Aeon: Vice dressed as virtue

On the face of it, cruelty and morality are opposites. Just as morality stands as a check or constraint on our cruel impulses, so these impulses propel us away from morality. On closer examination, however, the relationship between them is more complex and much messier. One way of appreciating this is to consider our retributive propensities and dispositions, which certainly encourage causing pain and suffering to those we find objectionable or threatening. It would, nevertheless, be a mistake to consider the relationship between morality and cruelty entirely in terms of our largescale social and legal institutions and practices, such as prisons, and the forms of punishment associated with them. For one thing, these institutions and practices might or might not be cruel in terms of the definition provided. Beyond this, we shouldn’t overlook or ignore the way in which morality is frequently misused at a much more personal or everyday level, one that need not involve our legal institutions and practices at all. The particular form of cruelty that I am concerned with is a mode of moralism. [...]

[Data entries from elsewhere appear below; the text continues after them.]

//! Duplicate-by-meaning detection
//!
//! Decides whether two already-persisted transactions describe the same
//! real-world event:
//! - Complementary pairs: the same transfer seen from sender and receiver
//!   sides (opposite directions, "sent"/"received" language, shared
//!   reference or shared merchant tokens)
//! - Same-direction re-deliveries: token-set (Jaccard) similarity over the
//!   descriptions, blended with merchant-name similarity
//!
//! Callers are expected to have applied the exact-fingerprint check first;
//! this module handles only the fuzzy remainder inside the time window.

use std::collections::HashSet;

use tracing::debug;

use crate::dedup::DedupConfig;
use crate::extract;
use crate::models::Transaction;

/// Filler tokens carrying no merchant identity, removed before comparing
/// complementary-pair descriptions
const DESCRIPTION_STOPWORDS: &[&str] = &[
    "the", "and", "for", "from", "with", "your", "you", "was", "has", "been", "have", "payment",
    "received", "sent", "paid", "account", "bank", "transaction", "upi", "neft", "imps", "rtgs",
    "ref", "txn", "amount", "dated",
];

/// Jaccard similarity of two token sets: |intersection| / |union|
///
/// Defined as 0.0 when both sets are empty. Symmetric and bounded in
/// [0, 1]; a non-empty set compared with itself scores 1.0.
pub fn jaccard(a: &HashSet<String>, b: &HashSet<String>) -> f64 {
    if a.is_empty() && b.is_empty() {
        return 0.0;
    }
    let intersection = a.intersection(b).count() as f64;
    let union = a.union(b).count() as f64;
    intersection / union
}

/// Tokenize a description for similarity scoring
///
/// Lower-cases, strips non-alphanumerics, and drops tokens that are too
/// short (≤2 chars) or purely numeric — those are glue words and ids, not
/// meaning.
pub fn tokenize(text: &str) -> HashSet<String> {
    text.to_lowercase()
        .split(|c: char| !c.is_alphanumeric())
        .filter(|t| t.len() > 2)
        .filter(|t| !t.chars().all(|c| c.is_ascii_digit()))
        .map(|t| t.to_string())
        .collect()
}

/// Decide whether two transactions describe the same event
///
/// Hard prefilter first: timestamps within the configured window and
/// amounts within tolerance, else never similar. Then the complementary
/// pair check for opposite directions, then the Jaccard check for same
/// direction.
pub fn are_transactions_similar(a: &Transaction, b: &Transaction, config: &DedupConfig) -> bool {
    let window_millis = config.window_hours * 3600 * 1000;
    if (a.timestamp_millis - b.timestamp_millis).abs() > window_millis {
        return false;
    }
    if (a.amount - b.amount).abs() > config.amount_tolerance {
        return false;
    }

    if a.direction != b.direction {
        return is_complementary_pair(a, b);
    }

    let desc_similarity = jaccard(&tokenize(&a.description), &tokenize(&b.description));

    let merchant_similarity = match (&a.merchant, &b.merchant) {
        (Some(ma), Some(mb)) if !ma.is_empty() && !mb.is_empty() => {
            jaccard(&tokenize(ma), &tokenize(mb))
        }
        _ => 0.0,
    };

    let mut combined = 0.7 * desc_similarity + 0.3 * merchant_similarity;
    // A near-exact merchant match is decisive even when descriptions are
    // phrased differently
    if merchant_similarity > config.merchant_override_threshold {
        combined = combined.max(config.merchant_override_threshold);
    }

    debug!(desc_similarity, merchant_similarity, combined, "similarity scores");

    combined >= config.similarity_threshold
}

/// Opposite-direction transactions that are the same transfer seen from
/// both ends
fn is_complementary_pair(a: &Transaction, b: &Transaction) -> bool {
    let desc_a = a.description.to_lowercase();
    let desc_b = b.description.to_lowercase();

    let complementary_language = (desc_a.contains("sent") && desc_b.contains("received"))
        || (desc_b.contains("sent") && desc_a.contains("received"))
        || (desc_a.contains(" to ") && desc_b.contains(" from "))
        || (desc_b.contains(" to ") && desc_a.contains(" from "));

    if !complementary_language {
        return false;
    }

    if shared_reference(&a.description, &b.description) {
        return true;
    }

    shared_content_tokens(&desc_a, &desc_b)
}

fn shared_reference(a: &str, b: &str) -> bool {
    let ref_a = normalize_reference(&extract::extract_reference(a));
    let ref_b = normalize_reference(&extract::extract_reference(b));
    !ref_a.is_empty() && ref_a == ref_b
}

fn normalize_reference(reference: &str) -> String {
    reference
        .to_lowercase()
        .chars()
        .filter(|c| c.is_alphanumeric())
        .collect()
}

fn shared_content_tokens(a: &str, b: &str) -> bool {
    let strip = |text: &str| -> HashSet<String> {
        tokenize(text)
            .into_iter()
            .filter(|t| !DESCRIPTION_STOPWORDS.contains(&t.as_str()))
            .collect()
    };
    let tokens_a = strip(a);
    let tokens_b = strip(b);
    tokens_a.intersection(&tokens_b).next().is_some()
}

The particular motivations behind vain moralism largely account for the cluster of vices associated with it. This includes hypocrisy, sanctimoniousness, pomposity, pretension and conformism. These vices are all evidence that vain moralism is at work. Cruel moralism involves a very different set of motivations and a different cluster of vices. Although vain moralisers might adopt cruel attitudes and practices if they serve their (vain and shallow) ends, there is no satisfaction or pleasure taken in the suffering and humiliation of others for its own sake. With cruel moralism, things are different. What gives cruel moralisers satisfaction is not enhancing their moral standing in the eyes of others but rather the suffering and humiliation of others as a means to achieve power and domination over them. Achieving this confirms the moralisers’ sense of superiority over others and provides further validation for their ideals and values. It is self-validation – not validation to others – that cruel moralisers care about and seek to confirm. Imposing suffering and humiliation on the guilty and morally flawed provides this validation, and this becomes a deep source of motivation in their own ethical conduct and responses. In the hands of the cruel moraliser, morality lends itself to misrepresentation and misuse, and is liable to become cruel and sadistic. [...]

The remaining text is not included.